As the oil shock wears off, the Governor anticipates stronger exports, greater investments and more jobs. Nevertheless, despite the optimism, the BoC did lower growth estimates for this year to +1.9% from +2.1%.
On the flip side, the BoC anticipates higher inflation than previously expected and it says it’s partly due to the weaker C$ that’s translating into higher import prices. The year-over-year change in headline CPI on a quarterly basis was revised upward across the board, and that the core would remain at +2% or higher through 2017. The BoC estimates the impact of a weaker loonie has contributed +0.7% to CPI, versus the drop in oil prices, which has pushed CPI down by roughly -1.3%.

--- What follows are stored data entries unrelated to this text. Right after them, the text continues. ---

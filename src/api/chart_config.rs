use serde::{Deserialize, Serialize};

use crate::axis::DEFAULT_AXIS_EXTENT;
use crate::core::Insets;
use crate::error::{ChartError, ChartResult};

/// Chart-level layout configuration.
///
/// Serializable so host applications can persist chart setup alongside their
/// axis configs.
#[derive(Debug, Clone, Copy, PartialEq, Serialize, Deserialize)]
pub struct ChartConfig {
    /// Space kept free between the chart bounds and the docked axes.
    #[serde(default)]
    pub insets: Insets,
    #[serde(default = "default_legend_visible")]
    pub legend_visible: bool,
    /// Thickness used for an axis whose measured preference is unusable.
    #[serde(default = "default_axis_extent")]
    pub default_axis_extent: f64,
}

impl Default for ChartConfig {
    fn default() -> Self {
        Self {
            insets: Insets::default(),
            legend_visible: default_legend_visible(),
            default_axis_extent: default_axis_extent(),
        }
    }
}

impl ChartConfig {
    #[must_use]
    pub fn with_insets(mut self, insets: Insets) -> Self {
        self.insets = insets;
        self
    }

    #[must_use]
    pub fn with_legend_visible(mut self, visible: bool) -> Self {
        self.legend_visible = visible;
        self
    }

    #[must_use]
    pub fn with_default_axis_extent(mut self, extent: f64) -> Self {
        self.default_axis_extent = extent;
        self
    }

    pub fn validate(&self) -> ChartResult<()> {
        let insets = [
            ("top", self.insets.top),
            ("right", self.insets.right),
            ("bottom", self.insets.bottom),
            ("left", self.insets.left),
        ];
        for (edge, value) in insets {
            if !value.is_finite() || value < 0.0 {
                return Err(ChartError::InvalidData(format!(
                    "chart inset `{edge}` must be finite and >= 0"
                )));
            }
        }
        if !self.default_axis_extent.is_finite() || self.default_axis_extent <= 0.0 {
            return Err(ChartError::InvalidData(
                "default axis extent must be finite and > 0".to_owned(),
            ));
        }
        Ok(())
    }
}

fn default_legend_visible() -> bool {
    true
}

fn default_axis_extent() -> f64 {
    DEFAULT_AXIS_EXTENT
}

#[cfg(test)]
mod tests {
    use super::ChartConfig;
    use crate::core::Insets;

    #[test]
    fn missing_fields_fall_back_to_defaults() {
        let config: ChartConfig = serde_json::from_str("{}").expect("deserialize");
        assert_eq!(config, ChartConfig::default());
        assert!(config.legend_visible);
        assert_eq!(config.default_axis_extent, 150.0);
    }

    #[test]
    fn validate_rejects_negative_insets_and_extents() {
        let bad_inset = ChartConfig::default().with_insets(Insets {
            left: -1.0,
            ..Insets::default()
        });
        assert!(bad_inset.validate().is_err());
        assert!(
            ChartConfig::default()
                .with_default_axis_extent(f64::NAN)
                .validate()
                .is_err()
        );
        assert!(ChartConfig::default().with_insets(Insets::uniform(4.0)).validate().is_ok());
    }
}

There was a sliver of hope amongst the CAD bears that the Governor would surprise and possible ease again. The USD bulls were primed and ready to go higher just before the BoC announcement (CAD$1.2557). However, since the BoC kept its overnight rate at +0.75% as expected and indicated it believes the negative economic effects of lower oil prices will not be more severe had the loonie doing a hard U-turn and is now considering taking on this years dollar low (CAD$1.2360 – dollar break out after the surprise BoC cut on January 21).

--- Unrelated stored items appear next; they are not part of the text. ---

mod canvas;
mod metrics;
mod recording;
mod style;

pub use canvas::Canvas;
pub use metrics::{EstimatedLabelMetrics, LabelMetrics, estimate_label_text_width_px};
pub use recording::{DrawCommand, RecordingCanvas};
pub use style::{Color, PathStyle, TextHAlign, TextStyle, TextVAlign};

#[cfg(feature = "cairo-backend")]
mod cairo_backend;
#[cfg(feature = "cairo-backend")]
pub use cairo_backend::CairoCanvas;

The optimistic policy statement and a firming in crude prices have USD/CAD on wheels this morning. Up until now, the loonie has been trading in a relatively contained range for the past three-months (CAD$1.2384-$1.2794). The market needs to break either side with momentum for any new directional bias.
No Slight of Hand From Draghi
The highlight of today’s ECB press conference was the look of horror on Draghi’s face when confronted with a surprise visit from a female protestor. Everything else went according to plan, rates were held steady, Draghi dispelled any concerns about the lack of QE product and he seems to have managed to squash the rumor of QE possibly ending early. More importantly he seems confident about the bank’s capacity to buy bonds at the target pace of +€60b per month and said concerns over scarcity were a “little exaggerated” and “premature”. Despite any immediate policy changes looking unlikely, the market tentatively believes that the ECB could be forced to adjust quantitative easing modalities in H2.

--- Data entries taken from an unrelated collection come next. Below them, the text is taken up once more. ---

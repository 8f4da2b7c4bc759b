use std::rc::Rc;
use std::sync::Arc;

use tracing::debug;

use crate::axis::Axis;
use crate::core::{BitState, ChartBit, KNOWN_MASK, Rect};
use crate::dataset::{DIM_X, DIM_Y, DataSet, dataset_key};
use crate::error::ChartResult;
use crate::render::{Canvas, PathStyle};

/// Read-only view of the chart handed to renderers while drawing.
#[derive(Debug, Clone, Copy)]
pub struct RenderContext<'a> {
    pub plot_area: Rect,
    pub x_axis: Option<&'a Axis>,
    pub y_axis: Option<&'a Axis>,
    /// Datasets attached to the chart itself. Only the first renderer draws
    /// them, the others receive an empty slice.
    pub chart_datasets: &'a [Arc<dyn DataSet>],
}

/// Draws datasets onto the main chart canvas.
///
/// Canvas coordinates are relative to the plot area origin.
pub trait ChartRenderer {
    fn id(&self) -> &str;

    fn datasets(&self) -> &[Arc<dyn DataSet>];

    fn add_dataset(&mut self, dataset: Arc<dyn DataSet>);

    /// Returns `true` when the dataset was attached.
    fn remove_dataset(&mut self, dataset: &Arc<dyn DataSet>) -> bool;

    fn run_pre_layout(&mut self) {}

    fn run_post_layout(&mut self) {}

    fn render(&self, canvas: &mut dyn Canvas, context: &RenderContext<'_>) -> ChartResult<()>;

    fn bit_state(&self) -> &Rc<BitState>;
}

/// Polyline through consecutive points of every dataset.
#[derive(Debug)]
pub struct LineRenderer {
    id: String,
    datasets: Vec<Arc<dyn DataSet>>,
    style: PathStyle,
    state: Rc<BitState>,
}

impl LineRenderer {
    #[must_use]
    pub fn new(id: impl Into<String>) -> Self {
        let id = id.into();
        Self {
            state: Rc::new(BitState::init_clean(format!("renderer `{id}`"), KNOWN_MASK)),
            id,
            datasets: Vec::new(),
            style: PathStyle::default(),
        }
    }

    #[must_use]
    pub fn with_style(mut self, style: PathStyle) -> Self {
        self.style = style;
        self
    }

    #[must_use]
    pub fn style(&self) -> PathStyle {
        self.style
    }

    pub fn set_style(&mut self, style: PathStyle) {
        if style != self.style {
            self.style = style;
            self.state.set_dirty(ChartBit::ChartCanvas.bit());
        }
    }

    fn render_dataset(
        &self,
        canvas: &mut dyn Canvas,
        dataset: &dyn DataSet,
        x_axis: &Axis,
        y_axis: &Axis,
    ) -> ChartResult<()> {
        let mut previous: Option<(f64, f64)> = None;
        for index in 0..dataset.point_count() {
            let x = x_axis.display_position(dataset.value(DIM_X, index));
            let y = y_axis.display_position(dataset.value(DIM_Y, index));
            if !x.is_finite() || !y.is_finite() {
                previous = None;
                continue;
            }
            if let Some((x0, y0)) = previous {
                canvas.stroke_line(x0, y0, x, y)?;
            }
            previous = Some((x, y));
        }
        Ok(())
    }
}

impl ChartRenderer for LineRenderer {
    fn id(&self) -> &str {
        &self.id
    }

    fn datasets(&self) -> &[Arc<dyn DataSet>] {
        &self.datasets
    }

    fn add_dataset(&mut self, dataset: Arc<dyn DataSet>) {
        self.datasets.push(dataset);
        self.state.set_dirty(ChartBit::ChartDataSets.bit());
    }

    fn remove_dataset(&mut self, dataset: &Arc<dyn DataSet>) -> bool {
        let key = dataset_key(dataset);
        let Some(position) = self
            .datasets
            .iter()
            .position(|entry| dataset_key(entry) == key)
        else {
            return false;
        };
        self.datasets.remove(position);
        self.state.set_dirty(ChartBit::ChartDataSets.bit());
        true
    }

    fn render(&self, canvas: &mut dyn Canvas, context: &RenderContext<'_>) -> ChartResult<()> {
        let (Some(x_axis), Some(y_axis)) = (context.x_axis, context.y_axis) else {
            debug!(renderer = %self.id, "skipping render without both axis orientations");
            return Ok(());
        };
        canvas.save();
        canvas.set_stroke_style(&self.style);
        let result = context
            .chart_datasets
            .iter()
            .chain(&self.datasets)
            .try_for_each(|dataset| self.render_dataset(canvas, dataset.as_ref(), x_axis, y_axis));
        canvas.restore();
        result
    }

    fn bit_state(&self) -> &Rc<BitState> {
        &self.state
    }
}

#[cfg(test)]
mod tests {
    use std::sync::Arc;

    use super::{ChartRenderer, LineRenderer, RenderContext};
    use crate::axis::{Axis, AxisConfig};
    use crate::core::{DataPoint, Rect, Side};
    use crate::dataset::{DataSet, DefaultDataSet};
    use crate::render::RecordingCanvas;

    fn axis(side: Side, length: f64) -> Axis {
        let mut axis = Axis::linear("").with_side(side).with_config(AxisConfig::fixed(10.0));
        axis.set(0.0, 10.0);
        if side.is_horizontal() {
            axis.set_layout_size(length, 30.0);
        } else {
            axis.set_layout_size(30.0, length);
        }
        axis
    }

    #[test]
    fn polyline_breaks_at_non_finite_points() {
        let dataset: Arc<dyn DataSet> = Arc::new(DefaultDataSet::with_points(
            "a",
            vec![
                DataPoint::new(0.0, 0.0),
                DataPoint::new(5.0, 5.0),
                DataPoint::new(6.0, f64::NAN),
                DataPoint::new(8.0, 2.0),
                DataPoint::new(10.0, 10.0),
            ],
        ));
        let mut renderer = LineRenderer::new("line");
        renderer.add_dataset(Arc::clone(&dataset));
        let (x_axis, y_axis) = (axis(Side::Bottom, 100.0), axis(Side::Left, 100.0));
        let context = RenderContext {
            plot_area: Rect::new(0.0, 0.0, 100.0, 100.0),
            x_axis: Some(&x_axis),
            y_axis: Some(&y_axis),
            chart_datasets: &[],
        };
        let mut canvas = RecordingCanvas::new(100.0, 100.0);
        renderer.render(&mut canvas, &context).expect("render");
        assert_eq!(canvas.line_count(), 2);
        assert_eq!(canvas.save_depth(), 0);

        assert!(renderer.remove_dataset(&dataset));
        assert!(!renderer.remove_dataset(&dataset));
    }

    #[test]
    fn missing_axis_renders_nothing() {
        let renderer = LineRenderer::new("line");
        let context = RenderContext {
            plot_area: Rect::default(),
            x_axis: None,
            y_axis: None,
            chart_datasets: &[],
        };
        let mut canvas = RecordingCanvas::new(10.0, 10.0);
        renderer.render(&mut canvas, &context).expect("render");
        assert!(canvas.commands().is_empty());
    }
}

The EUR experienced a short squeeze towards €1.0650, near the mid-point of the recent contained range, on a number of factors. Draghi noted that the EUR exchange rate was not a policy target. Also aiding the currency’s temporary flight were the below forecast U.S Capacity utilization and Industrial Production headline print and a note to “not” lowering the ECB’s depo rate further. The market ran into good offers once again topside (€1.0660) keeping intact key resistance just north of €1.07. Through here breaks open the door to €1.0775-90 level rather quickly.
Disappointing U.S. data has the fixed-income market recalibrating the timing of the Federal Reserve’s rate hike — the majority thinks September is when it will happen. Not helping the dollar was the International Monetary Fund trimming its growth expectations for the U.S., and upgrading its forecast for the eurozone.